YOUR GOAL
If a line in the records below contains the word "bool", copy it out.

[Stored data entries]

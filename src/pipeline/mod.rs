//! Pipeline stages and the context that wires them to their backends.
//!
//! [`Pipeline`] is the primary entry point for every stage. It holds the
//! settings and lazily opens the YouTube client, the object store and the
//! warehouse the first time a stage needs them; handles are then reused for
//! the lifetime of the process.
//!
//! # Example
//! ```ignore
//! let pipeline = Pipeline::new(settings)?;
//! let report = pipeline.raw_schema(false).await?;
//! ```

pub mod extract;
pub mod ingest;
pub mod schema;
pub mod stage;
pub mod transform;

use std::collections::BTreeMap;
use std::sync::Arc;
use std::time::Duration;

use chrono::{NaiveDate, Utc};
use serde::Serialize;
use tokio::sync::OnceCell;
use tracing::info;

use crate::config::Settings;
use crate::dashboard::{self, Dashboard, DashboardFilter};
use crate::error::{PipelineError, Result};
use crate::gcp_auth::GcpAuth;
use crate::models::{ExtractTable, RunId};
use crate::secrets::{self, SecretStore};
use crate::storage::{self, ObjectStore};
use crate::warehouse::{self, Warehouse};
use crate::youtube::YoutubeClient;

use extract::{BatchRequest, TableRequest};
use ingest::{TableIngest, TableLoad};
use schema::TableStatus;
use transform::TransformOutcome;

/// Result of `raw-schema`.
#[derive(Debug, Clone, Serialize)]
pub struct SchemaReport {
    pub engine: &'static str,
    pub project: Option<String>,
    pub dataset: String,
    pub tables: Vec<TableStatus>,
    pub drop_existing: bool,
}

/// Result of `raw-extract`.
#[derive(Debug, Clone, Serialize)]
pub struct BatchExtract {
    pub run_id: RunId,
    pub query: String,
    pub bucket_name: String,
    pub blob_name: String,
    pub uri: String,
    pub counts: BTreeMap<&'static str, usize>,
}

/// Result of `raw-parse`.
#[derive(Debug, Clone, Serialize)]
pub struct BatchLoad {
    pub dataset: String,
    pub run_id: RunId,
    pub source_path: String,
    pub tables: Vec<TableLoad>,
}

/// Result of `yt-extract`.
#[derive(Debug, Clone, Serialize)]
pub struct TableExtract {
    pub table: String,
    pub count: usize,
    pub gcs_uri: String,
    pub run_id: RunId,
}

/// Everything `run` did, stage by stage.
#[derive(Debug, Clone, Serialize)]
pub struct RunSummary {
    pub schema: SchemaReport,
    pub extract: BatchExtract,
    pub load: BatchLoad,
    pub transform: TransformOutcome,
}

/// Shared stage context.
pub struct Pipeline {
    settings: Arc<Settings>,
    auth: Arc<GcpAuth>,
    secrets: Arc<dyn SecretStore>,
    youtube: OnceCell<YoutubeClient>,
    store: OnceCell<Arc<dyn ObjectStore>>,
    warehouse: OnceCell<Arc<dyn Warehouse>>,
}

impl Pipeline {
    /// Create a context; backends are opened on first use.
    pub fn new(settings: Settings) -> Result<Self> {
        let auth = Arc::new(GcpAuth::new(settings.gcp_access_token.clone()));
        let secrets = secrets::from_settings(&settings, auth.clone())?;
        Ok(Self {
            settings: Arc::new(settings),
            auth,
            secrets,
            youtube: OnceCell::new(),
            store: OnceCell::new(),
            warehouse: OnceCell::new(),
        })
    }

    pub fn with_secrets(mut self, secrets: Arc<dyn SecretStore>) -> Self {
        self.secrets = secrets;
        self
    }

    pub fn with_youtube(mut self, client: YoutubeClient) -> Self {
        self.youtube = OnceCell::from(client);
        self
    }

    pub fn with_store(mut self, store: Arc<dyn ObjectStore>) -> Self {
        self.store = OnceCell::from(store);
        self
    }

    pub fn with_warehouse(mut self, warehouse: Arc<dyn Warehouse>) -> Self {
        self.warehouse = OnceCell::from(warehouse);
        self
    }

    pub fn settings(&self) -> &Settings {
        &self.settings
    }

    /// YouTube client; the API key is read from the secret store once.
    pub async fn youtube(&self) -> Result<&YoutubeClient> {
        self.youtube
            .get_or_try_init(|| async {
                let yt = &self.settings.youtube;
                let api_key = self.secrets.get_secret(&yt.api_key_secret).await?;
                YoutubeClient::new(
                    api_key,
                    yt.api_base.clone(),
                    Duration::from_secs(yt.request_timeout),
                    &self.settings.user_agent,
                )
            })
            .await
    }

    pub async fn store(&self) -> Result<&Arc<dyn ObjectStore>> {
        self.store
            .get_or_try_init(|| async { storage::from_settings(&self.settings, self.auth.clone()) })
            .await
    }

    pub async fn warehouse(&self) -> Result<&Arc<dyn Warehouse>> {
        self.warehouse
            .get_or_try_init(|| async {
                warehouse::connect(&self.settings, self.secrets.as_ref(), self.auth.clone()).await
            })
            .await
    }

    fn raw_dataset(&self) -> &str {
        &self.settings.warehouse.raw_dataset
    }

    fn staging_dataset(&self) -> &str {
        &self.settings.warehouse.staging_dataset
    }

    /// Create (or recreate) the raw tables.
    pub async fn raw_schema(&self, drop_existing: bool) -> Result<SchemaReport> {
        let warehouse = self.warehouse().await?;
        let tables = schema::init_raw_schema(warehouse.as_ref(), self.raw_dataset(), drop_existing).await;
        Ok(SchemaReport {
            engine: warehouse.dialect().name(),
            project: self.settings.warehouse.project_id.clone(),
            dataset: self.raw_dataset().to_string(),
            tables,
            drop_existing,
        })
    }

    /// Combined extraction staged as one JSON document.
    pub async fn raw_extract(
        &self,
        request: BatchRequest,
        run_id: RunId,
        date: NaiveDate,
    ) -> Result<BatchExtract> {
        let request = request.validate()?;
        let store = self.store().await?;
        let client = self.youtube().await?;

        info!("Extracting '{}' (run {})", request.query, run_id);
        let batch = extract::extract_batch(client, &request).await?;
        let staged = stage::stage_batch(store.as_ref(), &batch, &run_id, date).await?;

        Ok(BatchExtract {
            run_id,
            query: request.query,
            bucket_name: staged.bucket_name,
            blob_name: staged.blob_name,
            uri: staged.uri,
            counts: batch.counts().into_iter().collect(),
        })
    }

    /// Load a staged batch document into the raw tables.
    pub async fn raw_parse(
        &self,
        blob_name: &str,
        run_id: RunId,
        bucket_name: Option<&str>,
    ) -> Result<BatchLoad> {
        let store = self.store().await?;
        if let Some(bucket) = bucket_name.filter(|b| !b.is_empty()) {
            if bucket != store.bucket() {
                return Err(PipelineError::invalid(format!(
                    "bucket_name '{}' does not match the configured bucket '{}'",
                    bucket,
                    store.bucket()
                )));
            }
        }
        let warehouse = self.warehouse().await?;

        let tables = ingest::load_batch(
            warehouse.as_ref(),
            store.as_ref(),
            self.raw_dataset(),
            blob_name,
            &run_id,
        )
        .await?;

        Ok(BatchLoad {
            dataset: self.raw_dataset().to_string(),
            source_path: store.uri(blob_name),
            run_id,
            tables,
        })
    }

    /// Single-table extraction staged as JSON Lines.
    pub async fn yt_extract(&self, request: TableRequest, run_id: RunId) -> Result<TableExtract> {
        let request = request.validate()?;
        let store = self.store().await?;
        let client = self.youtube().await?;

        let rows = extract::extract_table(client, &request).await?;
        let staged = stage::stage_table(store.as_ref(), &rows, &run_id).await?;

        Ok(TableExtract {
            table: request.table.as_str().to_string(),
            count: staged.count,
            gcs_uri: staged.uri,
            run_id,
        })
    }

    /// Load one staged table into its raw table.
    pub async fn yt_ingest(&self, table: ExtractTable, run_id: RunId) -> Result<TableIngest> {
        let store = self.store().await?;
        let warehouse = self.warehouse().await?;
        let dialect = warehouse.dialect();
        warehouse
            .execute(&dialect.create_schema(self.raw_dataset()))
            .await?;
        warehouse
            .execute(&dialect.create_table(
                self.raw_dataset(),
                &warehouse::tables::raw_table(table),
            ))
            .await?;

        ingest::load_table(
            warehouse.as_ref(),
            store.as_ref(),
            self.raw_dataset(),
            table,
            &run_id,
        )
        .await
    }

    /// Upsert raw rows into the dimension and fact tables.
    pub async fn raw_transform(&self, date: Option<NaiveDate>) -> Result<TransformOutcome> {
        let warehouse = self.warehouse().await?;
        let date = date.unwrap_or_else(|| Utc::now().date_naive());
        transform::run_transform(
            warehouse.as_ref(),
            self.raw_dataset(),
            self.staging_dataset(),
            date,
        )
        .await
    }

    pub async fn dashboard(&self, filter: &DashboardFilter) -> Result<Dashboard> {
        let warehouse = self.warehouse().await?;
        Ok(dashboard::load_dashboard(
            warehouse.as_ref(),
            self.staging_dataset(),
            filter,
            Utc::now().date_naive(),
        )
        .await)
    }

    /// Schema, extract, load and transform in one process.
    pub async fn run(&self, request: BatchRequest, run_id: RunId) -> Result<RunSummary> {
        let today = Utc::now().date_naive();
        let schema = self.raw_schema(false).await?;
        let extract = self.raw_extract(request, run_id.clone(), today).await?;
        let load = self.raw_parse(&extract.blob_name, run_id, None).await?;
        let transform = self.raw_transform(Some(today)).await?;
        Ok(RunSummary {
            schema,
            extract,
            load,
            transform,
        })
    }
}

ANSWER TO THE EXERCISE
    pub drop_existing: bool,
    pub async fn raw_schema(&self, drop_existing: bool) -> Result<SchemaReport> {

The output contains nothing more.